►
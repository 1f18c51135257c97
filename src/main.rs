//! Command-line front end: register cases, run debates, inspect results.

use anyhow::{bail, Context, Result};
use clap::{Parser, Subcommand, ValueEnum};
use tracing_subscriber::EnvFilter;

use ai_judge::orchestrator::short_id;
use ai_judge::transcript::Role;
use ai_judge::{
    Case, DebateRunner, DebateStatus, DebateStore, OllamaClient, RoleAssignment, Settings,
};

#[derive(Clone, Copy, ValueEnum)]
enum RoleArg {
    Prosecution,
    Defense,
}

impl From<RoleArg> for Role {
    fn from(arg: RoleArg) -> Self {
        match arg {
            RoleArg::Prosecution => Role::Prosecution,
            RoleArg::Defense => Role::Defense,
        }
    }
}

#[derive(Parser)]
#[command(name = "ai-judge", about = "Three-round AI lawyer debates with an AI judge")]
struct Cli {
    #[command(subcommand)]
    command: Command,
}

#[derive(Subcommand)]
enum Command {
    /// Register a case for debate.
    Case {
        /// Case title (at least 3 characters).
        #[arg(long)]
        title: String,
        /// Case description (at least 10 characters).
        #[arg(long)]
        description: String,
    },
    /// Run a full debate for a case.
    Run {
        /// Id of a previously registered case.
        #[arg(long, conflicts_with_all = ["title", "description"])]
        case_id: Option<String>,
        /// Title for an ad-hoc case (registered before running).
        #[arg(long, requires = "description")]
        title: Option<String>,
        /// Description for an ad-hoc case.
        #[arg(long, requires = "title")]
        description: Option<String>,
        /// Courtroom side for the emotional lawyer.
        #[arg(long, value_enum, default_value = "prosecution")]
        emotional_role: RoleArg,
    },
    /// Print a stored debate transcript.
    Show {
        debate_id: String,
    },
    /// List all debates, newest first.
    List,
    /// Print aggregate win statistics.
    Stats,
}

#[tokio::main]
async fn main() -> Result<()> {
    tracing_subscriber::fmt()
        .with_env_filter(EnvFilter::try_from_default_env().unwrap_or_else(|_| "info".into()))
        .init();

    let settings = Settings::default();
    let store = DebateStore::new(&settings);
    let cli = Cli::parse();

    match cli.command {
        Command::Case { title, description } => {
            let case = Case::new(&title, &description)?;
            let stored = store.create_case(case)?;
            println!("Created case {}: {}", stored.id, stored.case.title);
        }
        Command::Run {
            case_id,
            title,
            description,
            emotional_role,
        } => {
            let stored = match (case_id, title, description) {
                (Some(id), _, _) => store
                    .get_case(&id)
                    .with_context(|| format!("loading case {}", id))?,
                (None, Some(title), Some(description)) => {
                    store.create_case(Case::new(&title, &description)?)?
                }
                _ => bail!("provide --case-id, or both --title and --description"),
            };

            let client = OllamaClient::new(&settings);
            let roles = RoleAssignment {
                emotional: emotional_role.into(),
            };
            let runner = DebateRunner::new(&client, roles, &settings);

            let debate_id = short_id("deb");
            let pending = ai_judge::DebateTranscript::pending(&debate_id, stored.case.clone());
            store.insert_pending(&stored.id, &pending)?;

            let transcript = runner.run_with_id(&debate_id, stored.case).await;
            store.apply_transcript(&transcript)?;
            print_transcript(&transcript);
            if transcript.status == DebateStatus::Failed {
                bail!("debate {} failed", transcript.id);
            }
        }
        Command::Show { debate_id } => {
            let record = store.get_debate(&debate_id)?;
            print_transcript(&record.transcript);
        }
        Command::List => {
            for row in store.list_debates() {
                println!(
                    "{}  {}  [{}]  winner={}  {}",
                    row.id, row.timestamp.format("%Y-%m-%d %H:%M"), row.status, row.winner, row.title
                );
            }
        }
        Command::Stats => {
            let stats = store.statistics();
            println!("Total debates: {}", stats.total_debates);
            println!("Emotional wins: {}", stats.emotional_wins);
            println!("Logical wins:  {}", stats.logical_wins);
        }
    }
    Ok(())
}

fn print_transcript(transcript: &ai_judge::DebateTranscript) {
    println!("{}", transcript.status_line());
    for (i, round) in transcript.rounds.iter().enumerate() {
        for arg in round {
            println!();
            println!("--- Round {} | {} ({} words) ---", i + 1, arg.agent, arg.word_count);
            println!("{}", arg.content);
        }
    }
    println!();
    println!("=== Verdict ===");
    let v = &transcript.verdict;
    println!("Winner: {}", v.winner);
    println!("Scores: emotional {} / logical {}", v.emotional_score, v.logical_score);
    println!("{}", v.reasoning);
}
◄
--- TASK OBJECTIVE ---
Output the entire listing exactly, including each line.

--- EXPECTED ANSWER ---
repository 1f18c51135257c97
filename src/main.rs
//! Command-line front end: register cases, run debates, inspect results.

use anyhow::{bail, Context, Result};
use clap::{Parser, Subcommand, ValueEnum};
use tracing_subscriber::EnvFilter;

use ai_judge::orchestrator::short_id;
use ai_judge::transcript::Role;
use ai_judge::{
    Case, DebateRunner, DebateStatus, DebateStore, OllamaClient, RoleAssignment, Settings,
};

#[derive(Clone, Copy, ValueEnum)]
enum RoleArg {
    Prosecution,
    Defense,
}

impl From<RoleArg> for Role {
    fn from(arg: RoleArg) -> Self {
        match arg {
            RoleArg::Prosecution => Role::Prosecution,
            RoleArg::Defense => Role::Defense,
        }
    }
}

#[derive(Parser)]
#[command(name = "ai-judge", about = "Three-round AI lawyer debates with an AI judge")]
struct Cli {
    #[command(subcommand)]
    command: Command,
}

#[derive(Subcommand)]
enum Command {
    /// Register a case for debate.
    Case {
        /// Case title (at least 3 characters).
        #[arg(long)]
        title: String,
        /// Case description (at least 10 characters).
        #[arg(long)]
        description: String,
    },
    /// Run a full debate for a case.
    Run {
        /// Id of a previously registered case.
        #[arg(long, conflicts_with_all = ["title", "description"])]
        case_id: Option<String>,
        /// Title for an ad-hoc case (registered before running).
        #[arg(long, requires = "description")]
        title: Option<String>,
        /// Description for an ad-hoc case.
        #[arg(long, requires = "title")]
        description: Option<String>,
        /// Courtroom side for the emotional lawyer.
        #[arg(long, value_enum, default_value = "prosecution")]
        emotional_role: RoleArg,
    },
    /// Print a stored debate transcript.
    Show {
        debate_id: String,
    },
    /// List all debates, newest first.
    List,
    /// Print aggregate win statistics.
    Stats,
}

#[tokio::main]
async fn main() -> Result<()> {
    tracing_subscriber::fmt()
        .with_env_filter(EnvFilter::try_from_default_env().unwrap_or_else(|_| "info".into()))
        .init();

    let settings = Settings::default();
    let store = DebateStore::new(&settings);
    let cli = Cli::parse();

    match cli.command {
        Command::Case { title, description } => {
            let case = Case::new(&title, &description)?;
            let stored = store.create_case(case)?;
            println!("Created case {}: {}", stored.id, stored.case.title);
        }
        Command::Run {
            case_id,
            title,
            description,
            emotional_role,
        } => {
            let stored = match (case_id, title, description) {
                (Some(id), _, _) => store
                    .get_case(&id)
                    .with_context(|| format!("loading case {}", id))?,
                (None, Some(title), Some(description)) => {
                    store.create_case(Case::new(&title, &description)?)?
                }
                _ => bail!("provide --case-id, or both --title and --description"),
            };

            let client = OllamaClient::new(&settings);
            let roles = RoleAssignment {
                emotional: emotional_role.into(),
            };
            let runner = DebateRunner::new(&client, roles, &settings);

            let debate_id = short_id("deb");
            let pending = ai_judge::DebateTranscript::pending(&debate_id, stored.case.clone());
            store.insert_pending(&stored.id, &pending)?;

            let transcript = runner.run_with_id(&debate_id, stored.case).await;
            store.apply_transcript(&transcript)?;
            print_transcript(&transcript);
            if transcript.status == DebateStatus::Failed {
                bail!("debate {} failed", transcript.id);
            }
        }
        Command::Show { debate_id } => {
            let record = store.get_debate(&debate_id)?;
            print_transcript(&record.transcript);
        }
        Command::List => {
            for row in store.list_debates() {
                println!(
                    "{}  {}  [{}]  winner={}  {}",
                    row.id, row.timestamp.format("%Y-%m-%d %H:%M"), row.status, row.winner, row.title
                );
            }
        }
        Command::Stats => {
            let stats = store.statistics();
            println!("Total debates: {}", stats.total_debates);
            println!("Emotional wins: {}", stats.emotional_wins);
            println!("Logical wins:  {}", stats.logical_wins);
        }
    }
    Ok(())
}

fn print_transcript(transcript: &ai_judge::DebateTranscript) {
    println!("{}", transcript.status_line());
    for (i, round) in transcript.rounds.iter().enumerate() {
        for arg in round {
            println!();
            println!("--- Round {} | {} ({} words) ---", i + 1, arg.agent, arg.word_count);
            println!("{}", arg.content);
        }
    }
    println!();
    println!("=== Verdict ===");
    let v = &transcript.verdict;
    println!("Winner: {}", v.winner);
    println!("Scores: emotional {} / logical {}", v.emotional_score, v.logical_score);
    println!("{}", v.reasoning);
}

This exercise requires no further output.